‘Burning Cane’ Film Review: Promising But Flawed First Film Examines the Black Church in the South

Writer-director-cinematographer Phillip Youmans bites off far more than he can chew, but he tackles tough issues

Burning Cane
Array Releasing

Even with just a 75-minute runtime, watching writer-director Phillip Youmans’ feature film debut, “Burning Cane,” a meditation on compromised faith among black Southerners, is an arduous experience. It’s dark (both narratively and visually), sluggish, and relentlessly bleak. But this all seems to be the filmmaker’s intention.

Inspired by his own upbringing in the Southern Baptist church, Youmans offers an unfiltered look at black protestant life in the hollows of Louisiana. Just as he does with each character, Youmans launches the film by dropping the audience into Helen Wayne’s (Karen Kaia Livers) story already in progress. From her lengthy opening monologue, we gather that her dog is very sick and covered with rashes, but she refuses to give up faith in his recovery.

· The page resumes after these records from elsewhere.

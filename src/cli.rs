use crate::config::CameraRecord;
use crate::endpoint::StreamVariant;
use crate::ptz::PtzDirection;
use clap::{Args, Parser, Subcommand, ValueEnum};
use serde::{Deserialize, Serialize};
use std::path::PathBuf;

#[derive(Debug, Parser)]
#[command(
    name = "camwall",
    version,
    about = "Terminal RTSP camera wall with full-screen inspection, zoom/pan and ONVIF PTZ"
)]
pub struct Cli {
    /// Config file to use instead of the default location.
    #[arg(long, global = true)]
    pub config: Option<PathBuf>,

    #[command(subcommand)]
    pub command: Option<Command>,
}

#[derive(Debug, Subcommand)]
pub enum Command {
    /// Open the camera wall (the default).
    Wall,
    /// Edit the configured camera list.
    Cameras(CamerasArgs),
    /// Nudge one camera's pan/tilt by a single step.
    Ptz(PtzArgs),
}

#[derive(Debug, Args)]
pub struct CamerasArgs {
    #[command(subcommand)]
    pub command: CamerasCommand,
}

#[derive(Debug, Subcommand)]
pub enum CamerasCommand {
    /// List configured cameras.
    List(ListArgs),
    /// Append a camera to the config.
    Add(AddCameraArgs),
    /// Remove a camera by id.
    Remove(RemoveCameraArgs),
}

#[derive(Debug, Args)]
pub struct ListArgs {
    /// Print machine-readable JSON.
    #[arg(long, default_value_t = false)]
    pub json: bool,
}

#[derive(Debug, Args)]
pub struct AddCameraArgs {
    /// Camera host name or IP address, without scheme or path.
    pub address: String,

    /// Stable identifier (defaults to the address).
    #[arg(long)]
    pub id: Option<String>,

    #[arg(long, default_value_t = crate::endpoint::DEFAULT_RTSP_PORT)]
    pub port: u16,

    #[arg(long)]
    pub username: Option<String>,

    #[arg(long)]
    pub password: Option<String>,

    /// Label drawn on the camera's frames.
    #[arg(long = "name", default_value = "")]
    pub display_name: String,

    #[arg(long = "flip-h", default_value_t = false)]
    pub flip_horizontal: bool,

    #[arg(long = "flip-v", default_value_t = false)]
    pub flip_vertical: bool,

    /// Add the camera without starting it.
    #[arg(long, default_value_t = false)]
    pub disabled: bool,

    /// Sub-stream the grid requests.
    #[arg(long, value_enum, default_value_t = StreamVariant::Secondary)]
    pub variant: StreamVariant,

    /// RTSP path of the high-quality stream.
    #[arg(long)]
    pub primary_path: Option<String>,

    /// RTSP path of the low-latency stream.
    #[arg(long)]
    pub secondary_path: Option<String>,
}

impl AddCameraArgs {
    #[must_use]
    pub fn into_record(self) -> CameraRecord {
        CameraRecord {
            id: self.id,
            port: self.port,
            username: self.username,
            password: self.password,
            display_name: self.display_name,
            flip_horizontal: self.flip_horizontal,
            flip_vertical: self.flip_vertical,
            enabled: !self.disabled,
            variant: self.variant,
            primary_path: self.primary_path,
            secondary_path: self.secondary_path,
            ..CameraRecord::new(self.address)
        }
    }
}

#[derive(Debug, Args)]
pub struct RemoveCameraArgs {
    pub id: String,
}

#[derive(Debug, Args)]
pub struct PtzArgs {
    /// Camera id as shown by `cameras list`.
    pub camera: String,

    #[arg(value_enum)]
    pub direction: PtzDirection,
}

#[derive(Debug, Clone, Copy, Default, Eq, PartialEq, ValueEnum, Serialize, Deserialize)]
#[serde(rename_all = "lowercase")]
pub enum TransportMode {
    #[default]
    Tcp,
    Udp,
}
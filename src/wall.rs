use crate::endpoint::StreamEndpoint;
use crate::producer::{ProducerHandle, ProducerTiming};
use crate::sink::FrameSink;
use crate::source::StreamConnector;
use crate::transform::FrameTransform;
use std::collections::{HashMap, HashSet};
use std::sync::Arc;
use tokio::task::JoinHandle;
use tracing::{info, warn};

/// Where the display loop finds a camera's sink. It never sees producers.
pub trait SinkLookup {
    fn sink(&self, camera_id: &str) -> Option<Arc<FrameSink>>;
}

impl SinkLookup for HashMap<String, Arc<FrameSink>> {
    fn sink(&self, camera_id: &str) -> Option<Arc<FrameSink>> {
        self.get(camera_id).cloned()
    }
}

#[derive(Debug, Clone, Default, PartialEq, Eq)]
pub struct ReconcileSummary {
    pub started: Vec<String>,
    pub stopped: Vec<String>,
    pub kept: Vec<String>,
}

impl ReconcileSummary {
    #[must_use]
    pub fn is_noop(&self) -> bool {
        self.started.is_empty() && self.stopped.is_empty()
    }
}

/// One producer per enabled endpoint, in configuration order.
pub struct ProducerSet<C: StreamConnector> {
    connector: Arc<C>,
    transform: Arc<FrameTransform>,
    timing: ProducerTiming,
    producers: Vec<ProducerHandle>,
    retiring: Vec<JoinHandle<()>>,
}

impl<C: StreamConnector> ProducerSet<C> {
    #[must_use]
    pub fn new(connector: Arc<C>, transform: Arc<FrameTransform>, timing: ProducerTiming) -> Self {
        Self {
            connector,
            transform,
            timing,
            producers: Vec::new(),
            retiring: Vec::new(),
        }
    }

    /// Brings the running set in line with `endpoints`. Producers whose
    /// endpoint is unchanged keep running untouched; changed, removed and
    /// disabled ones are stopped; new ones are started.
    pub fn reconcile(&mut self, endpoints: &[StreamEndpoint]) -> ReconcileSummary {
        let mut seen = HashSet::new();
        let wanted: Vec<&StreamEndpoint> = endpoints
            .iter()
            .filter(|endpoint| endpoint.enabled)
            .filter(|endpoint| {
                let fresh = seen.insert(endpoint.id.as_str());
                if !fresh {
                    warn!(camera = %endpoint.id, "ignoring duplicate camera id");
                }
                fresh
            })
            .collect();

        let mut summary = ReconcileSummary::default();
        let mut keep = HashMap::new();
        for handle in std::mem::take(&mut self.producers) {
            let unchanged = wanted
                .iter()
                .any(|endpoint| endpoint.id == handle.id() && **endpoint == *handle.endpoint());
            if unchanged {
                keep.insert(handle.id().to_owned(), handle);
            } else {
                summary.stopped.push(handle.id().to_owned());
                self.retiring.push(handle.retire());
            }
        }

        for endpoint in wanted {
            if let Some(handle) = keep.remove(&endpoint.id) {
                summary.kept.push(endpoint.id.clone());
                self.producers.push(handle);
            } else {
                summary.started.push(endpoint.id.clone());
                self.producers.push(ProducerHandle::spawn(
                    endpoint.clone(),
                    self.connector.clone(),
                    self.transform.clone(),
                    self.timing,
                ));
            }
        }

        self.retiring.retain(|task| !task.is_finished());
        info!(
            started = summary.started.len(),
            stopped = summary.stopped.len(),
            kept = summary.kept.len(),
            "producer set reconciled"
        );
        summary
    }

    #[must_use]
    pub fn get(&self, camera_id: &str) -> Option<&ProducerHandle> {
        self.producers.iter().find(|handle| handle.id() == camera_id)
    }

    pub fn iter(&self) -> impl Iterator<Item = &ProducerHandle> {
        self.producers.iter()
    }

    #[must_use]
    pub fn len(&self) -> usize {
        self.producers.len()
    }

    #[must_use]
    pub fn is_empty(&self) -> bool {
        self.producers.is_empty()
    }

    /// Stops every producer and waits for all tasks, including ones retired
    /// by earlier reconciles.
    pub async fn shutdown(&mut self) {
        let mut tasks: Vec<JoinHandle<()>> = std::mem::take(&mut self.retiring);
        tasks.extend(
            std::mem::take(&mut self.producers)
                .into_iter()
                .map(ProducerHandle::retire),
        );
        for task in tasks {
            if let Err(err) = task.await {
                warn!("producer task ended abnormally: {err}");
            }
        }
    }
}

impl<C: StreamConnector> SinkLookup for ProducerSet<C> {
    fn sink(&self, camera_id: &str) -> Option<Arc<FrameSink>> {
        self.get(camera_id).map(ProducerHandle::current_sink)
    }
}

She’s frustrated that professionals want her to put him down, or “shoot him between the eyes” as she echoes with disgust. We listen to Helen bemoan these circumstances as we watch the heavyset, middle-aged woman stagger from her drably lit kitchen to the field behind her house to care for her ailing hound. It’s a puzzling introductory scene that requires a lot of patience from the audience, as it sets up a film filled with scattered prose highlighting people whose lives are encumbered by great disappointment despite their faith in God.

Helen’s dejection doesn’t end with her dying pup: As we learn in that same harangue, she’s worried about her long-unemployed son Daniel (Domonique McClellan) spending long hours at home during the day alone with his son Jeremiah (Braelyn Kelly). When Youmans cuts to Daniel and Jeremiah, we can see why Helen is so distressed. Daniel is spiraling at home, hitting the bottle hard and requiring his young son to do the same on what appears to be a daily basis. We watch as Jeremiah tries to busy himself with his coloring books while Daniel intermittently grunts at him to take another swig of brown liquor.

Every so often, this routine is interrupted by Helen calling on the phone to lash out at Daniel about him not looking for work or not coming around to see her. Or when Jeremiah’s mom, whose face is awkwardly never clearly shown, storms home from a long day at work and is apparently too consumed by her own annoyance with Daniel to notice the alcohol on her son’s breath. Her justifiable irritation is met with Daniel’s fist.

Then there is Rev. Tillman (Wendell Pierce), who’s also leaning on alcohol in the wake of his wife’s passing. Like Daniel, drinking has turned him volatile, barking at his female subordinates at the church — including Helen, who already has enough on her plate. But Tillman’s drunken escapades while behind the wheel of his car or at home are like distant memories as he stumbles up to the pulpit to face his captive congregation with a riveting sermon that is met with thunderous praise.

Many of these scenes, as interesting as they may sound, do not feature the kind of dialogue that can really bring them to life and expound on the jagged plot. Outside Tillman’s homily, made magnificent and effectively hypocritical through Pierce’s gripping performance, the discourse falls flat and strangely trivial at times given the context. That’s exacerbated by Ruby Kline and Youmans’ unpolished editing, in which nearly every cut is at best noticeable and at worst distracting.

Youmans was in his final years of high school when he wrote, directed, co-edited, and shot “Burning Cane,” which lends to its shabby, amateurish style while potentially underscoring the mundaneness of each character’s existence (though not very successfully). Though he wore several hats throughout the production of the film with varying success, Youmans does show promise as a cinematographer.

Coincidentally, he had hired someone else to shoot the film, but that person had to drop out due to budget constraints. That turn of events allowed Youmans to reckon thoughtfully with his Southern upbringing by being a bystander, boldly shooting difficult scenes as though the camera is another character in the scene.

For instance, when Jeremiah’s mother rushes out of the house, leaving him with Daniel, the camera shrinks down to the windowsill and peers through the shades as she speeds off in her car, rendering the audience as helpless as the little boy. When Tillman careens at the pulpit as the choir literally sings his praises, Youmans places the camera on the elevated platform with them in all their jubilee, encouraging us to extol a deeply flawed man as well.

Perhaps that is ultimately Youmans’ goal: to force us to stand by idly as sinners put on airs in the house of the Lord. Or as broken men like Daniel pass their harmful vices on to the next generation. Or as a woman becomes so overwhelmed by the male toxicity around her that she completely turns her back on God, culminating in a violent twist.

Though most thoughtfully explored through the film’s inspired cinematography (shaky camera aside), Youmans ultimately grapples with several tough themes that center the black Baptist South in a way that is rarely seen on screen. Even so, the inept editing and screenplay ultimately bring down “Burning Cane.”

“Burning Cane” launches Nov. 6 on Netflix.